TORONTO Results from a phase I study suggest that endostatin, an inhibitor of angiogenesis, shows clear utility in treating cancer, but that this effect does not continue to increase with larger doses. Moreover, in assessing efficacy, reduction of tumor size does not provide the most useful immediate measure of the drug’s clinical benefit.
Nizar Mullani, speaking on behalf of his research team at The University of Texas M.D. Anderson Cancer Center and Medical School, presented the findings at the 48th Annual Meeting of the Society of Nuclear Medicine (abstract 1242).

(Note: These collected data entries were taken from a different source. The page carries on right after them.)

// Copyright 2024 OctoFHIR Team
//
// Licensed under the Apache License, Version 2.0 (the "License");
// you may not use this file except in compliance with the License.
// You may obtain a copy of the License at
//
//     http://www.apache.org/licenses/LICENSE-2.0
//
// Unless required by applicable law or agreed to in writing, software
// distributed under the License is distributed on an "AS IS" BASIS,
// WITHOUT WARRANTIES OR CONDITIONS OF ANY KIND, either express or implied.
// See the License for the specific language governing permissions and
// limitations under the License.

//! Indentation-aware text emission
//!
//! [`Printer`] accumulates lines at the current indentation level. Nested scopes are
//! entered through [`Printer::indent`], which returns an [`Indent`] guard; dropping
//! the guard restores the previous level, so an early return through `?` cannot
//! leave the printer unbalanced.
//!
//! [`MethodBody`] is a tree of statements that renders itself into a printer. It
//! knows nothing about files, imports or modules.

use std::ops::{Deref, DerefMut};

/// Spaces per indentation level
pub const INDENT_WIDTH: usize = 4;

/// Line-oriented text buffer with an indentation level
#[derive(Debug, Clone)]
pub struct Printer {
    buffer: String,
    level: usize,
    width: usize,
}

impl Default for Printer {
    fn default() -> Self {
        Self::new()
    }
}

impl Printer {
    /// Create an empty printer at level 0
    pub fn new() -> Self {
        Self::with_indent_width(INDENT_WIDTH)
    }

    /// Create a printer using `width` spaces per level
    pub fn with_indent_width(width: usize) -> Self {
        Self {
            buffer: String::new(),
            level: 0,
            width,
        }
    }

    /// Append text at the current level; every line of `text` is indented.
    ///
    /// Empty lines are written without trailing whitespace.
    pub fn line(&mut self, text: &str) -> &mut Self {
        for line in text.split('\n') {
            if !line.is_empty() {
                for _ in 0..self.level * self.width {
                    self.buffer.push(' ');
                }
                self.buffer.push_str(line);
            }
            self.buffer.push('\n');
        }
        self
    }

    /// Append an empty line
    pub fn blank(&mut self) -> &mut Self {
        self.buffer.push('\n');
        self
    }

    /// Enter a nested scope until the returned guard is dropped
    pub fn indent(&mut self) -> Indent<'_> {
        let restore = self.level;
        self.level += 1;
        Indent {
            printer: self,
            restore,
        }
    }

    /// Render one statement tree at the current level
    pub fn emit(&mut self, body: &MethodBody) -> &mut Self {
        body.render(self);
        self
    }

    /// Current indentation level
    pub fn level(&self) -> usize {
        self.level
    }

    /// Text produced so far
    pub fn result(&self) -> &str {
        &self.buffer
    }

    /// Consume the printer and return its text
    pub fn into_result(self) -> String {
        self.buffer
    }
}

/// Scope guard returned by [`Printer::indent`]
#[derive(Debug)]
pub struct Indent<'a> {
    printer: &'a mut Printer,
    restore: usize,
}

impl Deref for Indent<'_> {
    type Target = Printer;

    fn deref(&self) -> &Printer {
        self.printer
    }
}

impl DerefMut for Indent<'_> {
    fn deref_mut(&mut self) -> &mut Printer {
        self.printer
    }
}

impl Drop for Indent<'_> {
    fn drop(&mut self) {
        self.printer.level = self.restore;
    }
}

/// One node of a statement tree
#[derive(Debug, Clone, PartialEq, Eq)]
pub enum Statement {
    /// A single line
    Line(String),
    /// An empty separator line
    Blank,
    /// A nested scope: `open`, the indented body, then `close`
    Block {
        /// Line opening the scope
        open: String,
        /// Statements inside the scope
        body: MethodBody,
        /// Line closing the scope
        close: String,
    },
}

/// Ordered statement tree forming a function or impl body
#[derive(Debug, Clone, Default, PartialEq, Eq)]
pub struct MethodBody {
    statements: Vec<Statement>,
}

impl MethodBody {
    /// Create an empty body
    pub fn new() -> Self {
        Self::default()
    }

    /// Append a line
    pub fn line(&mut self, text: impl Into<String>) -> &mut Self {
        self.statements.push(Statement::Line(text.into()));
        self
    }

    /// Append an empty line
    pub fn blank(&mut self) -> &mut Self {
        self.statements.push(Statement::Blank);
        self
    }

    /// Append a nested scope with an already built body
    pub fn block(
        &mut self,
        open: impl Into<String>,
        close: impl Into<String>,
        body: MethodBody,
    ) -> &mut Self {
        self.statements.push(Statement::Block {
            open: open.into(),
            body,
            close: close.into(),
        });
        self
    }

    /// Append a nested scope whose body is built by `build`
    pub fn block_with<F>(
        &mut self,
        open: impl Into<String>,
        close: impl Into<String>,
        build: F,
    ) -> &mut Self
    where
        F: FnOnce(&mut MethodBody),
    {
        let mut body = MethodBody::new();
        build(&mut body);
        self.block(open, close, body)
    }

    /// Statements in order
    pub fn statements(&self) -> &[Statement] {
        &self.statements
    }

    /// Check if the body has no statements
    pub fn is_empty(&self) -> bool {
        self.statements.is_empty()
    }

    /// Render the statements into `printer` at its current level
    pub fn render(&self, printer: &mut Printer) {
        for statement in &self.statements {
            match statement {
                Statement::Line(text) => {
                    printer.line(text);
                }
                Statement::Blank => {
                    printer.blank();
                }
                Statement::Block { open, body, close } => {
                    printer.line(open);
                    {
                        let mut inner = printer.indent();
                        body.render(&mut inner);
                    }
                    printer.line(close);
                }
            }
        }
    }
}

#[cfg(test)]
mod tests {
    use super::*;
    use pretty_assertions::assert_eq;

    fn leading_spaces(line: &str) -> usize {
        line.len() - line.trim_start_matches(' ').len()
    }

    fn nested(depth: usize) -> MethodBody {
        let mut body = MethodBody::new();
        body.line(format!("level {depth}"));
        if depth < 4 {
            body.block(
                format!("open {depth} {{"),
                format!("}} {depth}"),
                nested(depth + 1),
            );
        }
        body
    }

    #[test]
    fn test_indent_guard_restores_level() {
        let mut printer = Printer::new();
        printer.line("a");
        {
            let mut inner = printer.indent();
            inner.line("b");
            {
                let mut innermost = inner.indent();
                assert_eq!(innermost.level(), 2);
                innermost.line("c");
            }
            assert_eq!(inner.level(), 1);
            inner.line("d");
        }
        assert_eq!(printer.level(), 0);
        printer.line("e");

        assert_eq!(printer.result(), "a\n    b\n        c\n    d\ne\n");
    }

    #[test]
    fn test_indent_restores_on_early_return() {
        fn render_line(printer: &mut Printer, text: &str) -> Result<(), String> {
            if text.is_empty() {
                return Err("render failed".to_string());
            }
            printer.line(text);
            Ok(())
        }

        fn failing(printer: &mut Printer) -> Result<(), String> {
            let mut inner = printer.indent();
            render_line(&mut inner, "partial")?;
            render_line(&mut inner, "")?;
            render_line(&mut inner, "unreachable")?;
            Ok(())
        }

        let mut printer = Printer::new();
        assert!(failing(&mut printer).is_err());
        assert_eq!(printer.level(), 0);

        printer.line("sibling");
        assert_eq!(printer.result(), "    partial\nsibling\n");
    }

    #[test]
    fn test_nested_levels_are_multiples_of_width() {
        let mut printer = Printer::with_indent_width(2);
        printer.emit(&nested(0));

        for line in printer.result().lines() {
            let depth: usize = line
                .split_whitespace()
                .nth(1)
                .and_then(|d| d.parse().ok())
                .unwrap();
            // open and close lines sit at the level of the statements around them
            assert_eq!(leading_spaces(line), depth * 2, "line {line:?}");
        }
    }

    #[test]
    fn test_empty_block_restores_enclosing_level() {
        let mut body = MethodBody::new();
        body.block_with("outer {", "}", |outer| {
            outer.block("empty {", "}", MethodBody::new());
            outer.line("after_empty();");
        });
        body.line("tail();");

        let mut printer = Printer::new();
        printer.emit(&body);

        assert_eq!(
            printer.result(),
            "outer {\n    empty {\n    }\n    after_empty();\n}\ntail();\n"
        );
        assert_eq!(printer.level(), 0);
    }

    #[test]
    fn test_emit_starts_at_current_level() {
        let mut body = MethodBody::new();
        body.line("x();").blank().line("y();");

        let mut printer = Printer::new();
        {
            let mut inner = printer.indent();
            inner.emit(&body);
        }

        assert_eq!(printer.result(), "    x();\n\n    y();\n");
    }

    #[test]
    fn test_block_order_is_preserved() {
        let mut body = MethodBody::new();
        body.block_with("first {", "}", |b| {
            b.line("1");
        });
        body.block_with("second {", "}", |b| {
            b.line("2");
        });

        let mut printer = Printer::new();
        printer.emit(&body);
        let first = printer.result().find("first").unwrap();
        let second = printer.result().find("second").unwrap();
        assert!(first < second);
        assert_eq!(body.statements().len(), 2);
    }
}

Endostatin acts by inhibiting the replication of endothelial cells, which form the walls of capillaries. Since tumors must form their own capillary supply, drugs that inhibit endothelial cell division exert anticancer activity indirectly, by preventing formation of new capillaries, thus starving the tumor of nutrients.
Mr. Mullani and his colleagues examined the effects of intravenous endostatin, administered daily to 18 cancer patients in doses ranging from 30 to 300 mg/m².
Positron emission tomography (PET) scans were done at baseline and after 28 and 56 days on endostatin. In these scans, fluorine-18-labeled fluorodeoxyglucose (FDG) was used to estimate tumor metabolic rate, while oxygen-15-labeled water served as the probe for imaging tumor blood flow. In addition, tumor size was measured by CT scan at the 28-day time point.Figure 1 shows PET scans of a liver tumor. The enhanced metabolism associated with the cancer is clearly visible in the FDG panel. In this example, the tumor does not show any increased blood flow, compared with the rest of the liver. Any such changes would be visible, as shown by the increase in brightness associated with higher blood flow in the spleen (seen to the right of the liver).
Figure 2 summarizes the data for tumor blood flow and metabolic rate at 28 and 56 days post-treatment, and tumor size at 28 days post-treatment.